Dr. Peters oversees ISN operations in Finance, Administration and Personnel; Outreach and Communications; ISN Research Facilities; ISN Professional Research Staff; and ISN liaison with the DoD FFRDC and UARC communities, and with MIT Offices for Research Contracting, Corporate Relations, Human Resources, Intellectual Property and Technology Licensing. Dr. Peters’ intramural service includes The MIT Committee to Evaluate the Innovation Deficit, The MIT DoD Engagement Group, and the MIT.nano Governance Committee. His external professional activities and service include identification, assessment and communication of S&T for energy, environmental, and U.S. defense applications.
Dr.
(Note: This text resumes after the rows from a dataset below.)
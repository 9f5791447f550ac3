//! # Command Module
//!
//! The command-side data model: header namespaces shared with the
//! orchestrator, the typed [`CommandMessage`] handed to handlers, and the
//! generic [`Failure`] payload for unmapped errors.

pub mod failure;
pub mod headers;
pub mod message;

pub use failure::Failure;
pub use message::CommandMessage;
//! # In-Memory Transport
//!
//! Channel-keyed in-process pub/sub implementing both transport seams.
//! Used by the test suite and by single-process wiring; it assigns message
//! ids on send and keeps a log of every sent message for inspection.

use async_trait::async_trait;
use chrono::Utc;
use parking_lot::RwLock;
use std::collections::{BTreeSet, HashMap};
use std::sync::Arc;
use tracing::{debug, error};
use uuid::Uuid;

use super::errors::MessagingResult;
use super::message::{headers, Message};
use super::transport::{MessageConsumer, MessageHandler, MessageProducer};

struct Subscription {
    subscriber_id: String,
    handler: Arc<dyn MessageHandler>,
}

/// In-process transport for tests and single-process deployments
#[derive(Default)]
pub struct InMemoryTransport {
    subscriptions: RwLock<HashMap<String, Vec<Subscription>>>,
    sent: RwLock<Vec<(String, Message)>>,
}

impl InMemoryTransport {
    /// Create an empty transport
    pub fn new() -> Self {
        Self::default()
    }

    /// Every message sent so far, paired with its destination channel
    pub fn sent_messages(&self) -> Vec<(String, Message)> {
        self.sent.read().clone()
    }

    /// Messages sent to one destination channel
    pub fn sent_to(&self, destination: &str) -> Vec<Message> {
        self.sent
            .read()
            .iter()
            .filter(|(dest, _)| dest == destination)
            .map(|(_, message)| message.clone())
            .collect()
    }
}

#[async_trait]
impl MessageConsumer for InMemoryTransport {
    async fn subscribe(
        &self,
        subscriber_id: &str,
        channels: &BTreeSet<String>,
        handler: Arc<dyn MessageHandler>,
    ) -> MessagingResult<()> {
        let mut subscriptions = self.subscriptions.write();
        for channel in channels {
            subscriptions
                .entry(channel.clone())
                .or_default()
                .push(Subscription {
                    subscriber_id: subscriber_id.to_string(),
                    handler: Arc::clone(&handler),
                });
        }
        debug!(
            subscriber_id,
            channel_count = channels.len(),
            "subscriber registered"
        );
        Ok(())
    }
}

#[async_trait]
impl MessageProducer for InMemoryTransport {
    async fn send(&self, destination: &str, mut message: Message) -> MessagingResult<()> {
        if message.id().is_none() {
            message.set_header(headers::ID, Uuid::new_v4().to_string());
        }
        message.set_header(headers::DATE, Utc::now().to_rfc3339());

        self.sent
            .write()
            .push((destination.to_string(), message.clone()));

        let handlers: Vec<(String, Arc<dyn MessageHandler>)> = {
            let subscriptions = self.subscriptions.read();
            subscriptions
                .get(destination)
                .map(|subs| {
                    subs.iter()
                        .map(|s| (s.subscriber_id.clone(), Arc::clone(&s.handler)))
                        .collect()
                })
                .unwrap_or_default()
        };

        if handlers.is_empty() {
            debug!(destination, "no subscribers for destination");
            return Ok(());
        }

        for (subscriber_id, handler) in handlers {
            if let Err(e) = handler.handle(destination, message.clone()).await {
                error!(
                    subscriber_id,
                    destination,
                    error = %e,
                    "subscriber failed to handle message"
                );
            }
        }
        Ok(())
    }
}
//! # Structured Logging Module
//!
//! Environment-aware tracing initialization: human-readable console output in
//! development, JSON in production. Init is idempotent so test binaries and
//! embedding processes can call it freely.

use std::sync::OnceLock;
use tracing_subscriber::{fmt, layer::SubscriberExt, util::SubscriberInitExt, EnvFilter};

static LOGGER_INITIALIZED: OnceLock<()> = OnceLock::new();

/// Initialize structured logging with environment-specific configuration
pub fn init_structured_logging() {
    LOGGER_INITIALIZED.get_or_init(|| {
        let environment = get_environment();
        let log_level = get_log_level(&environment);

        let init_result = if environment == "production" {
            tracing_subscriber::registry()
                .with(
                    fmt::layer()
                        .with_target(true)
                        .with_level(true)
                        .with_ansi(false)
                        .json(),
                )
                .with(EnvFilter::new(log_level.clone()))
                .try_init()
        } else {
            tracing_subscriber::registry()
                .with(fmt::layer().with_target(true).with_level(true).with_ansi(true))
                .with(EnvFilter::new(log_level.clone()))
                .try_init()
        };

        if init_result.is_err() {
            // A global subscriber is already set (likely by the embedding
            // process) - continue with the existing one
            tracing::debug!("global tracing subscriber already initialized");
        }

        tracing::info!(
            environment = %environment,
            log_level = %log_level,
            "🔧 structured logging initialized"
        );
    });
}

/// Get current environment from environment variables
fn get_environment() -> String {
    std::env::var("SAGA_ENV")
        .or_else(|_| std::env::var("APP_ENV"))
        .unwrap_or_else(|_| "development".to_string())
}

/// Get log level based on environment
fn get_log_level(environment: &str) -> String {
    match environment {
        "test" => "debug".to_string(),
        "development" => "debug".to_string(),
        "production" => "info".to_string(),
        _ => "debug".to_string(),
    }
}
Peters has contributed to war gaming and defense workshops and briefed numerous civilian and uniformed U.S. defense personnel and advisors, e.g. members of the Army Science Board, the Board on Army Science and Technology, the Army Chief of Staff Strategic Studies Group, the Chief of Naval Operations Strategic Studies Groups, the Naval Underwater Warfare Center, the Air Force Research Laboratory Workshop on Readiness and Performance Optimizing the 21st Century Warfighter; the Air Force Research Laboratory NanoScience and Technology Team, the Air Force Chief Scientist, and the Secretary of the Air Force. He served on the Panel on Transform the Institutional Army at the 2000 AUSA Symposium on the Revolution in Military Logistics and Combat Service Support Transformation and co-chaired the Long-Range Options and Systems/Operations Task Group of the Naval Studies Board Committee on Shipboard Pollution Control.
Dr. Peters has two major research interests: (1) applied thermal sciences to enable new energy, environmental, and U.S. national security capabilities; and (2) pathways for timely discovery, innovation and transitioning of S&T to support perpetual and affordable U.S. defense modernization within and across all domains. Examples are:
- The importance of S&T basic research to U.S. defense modernization; see Joannopoulos and Peters, “Defense Technology”, in M.A. Kastner et al., The Future Postponed Why Declining Investment in Basic Research Threatens a U.S. Innovation Deficit, A Report by the MIT Committee to Evaluate the Innovation Deficit, (2015).
- Sustainable energy for commercial and U.S. defense applications; see Tester, Drake, Driscoll, Golay, Peters, Sustainable Energy Choosing Among Options, 870 pages, MIT Press, Cambridge, MA (2005); Second Edition, 1049 pages, (2012);
- Noise and length scale (micro, nano) effects on chemical, physical and stability phenomena in dynamic systems, e.g. latent heat transmission and water vapor transport across porous barriers; see Traum et al., J. Heat Transfer, 130, 042403-1 to 042403-11, (2008); Nanoscale and Microscale Thermophysical Engineering, 15, 123-131, (2011);
- Technology to increase electrification of the fuels, thermal process, and metals extraction industries, e.g., scalable thermal-plasma processes to produce chemical feedstocks, clean fuels, and/or metals from biomass, coal, heavy oil, natural gas, ores; see Peters et al., U.S. Patent 7,494,637, (2009);
- Chemical and physical rate phenomena in condensed phase substrates under thermal duress;
- Variance-agnostic, closed-form solutions for continuous distribution of activation energies kinetics models.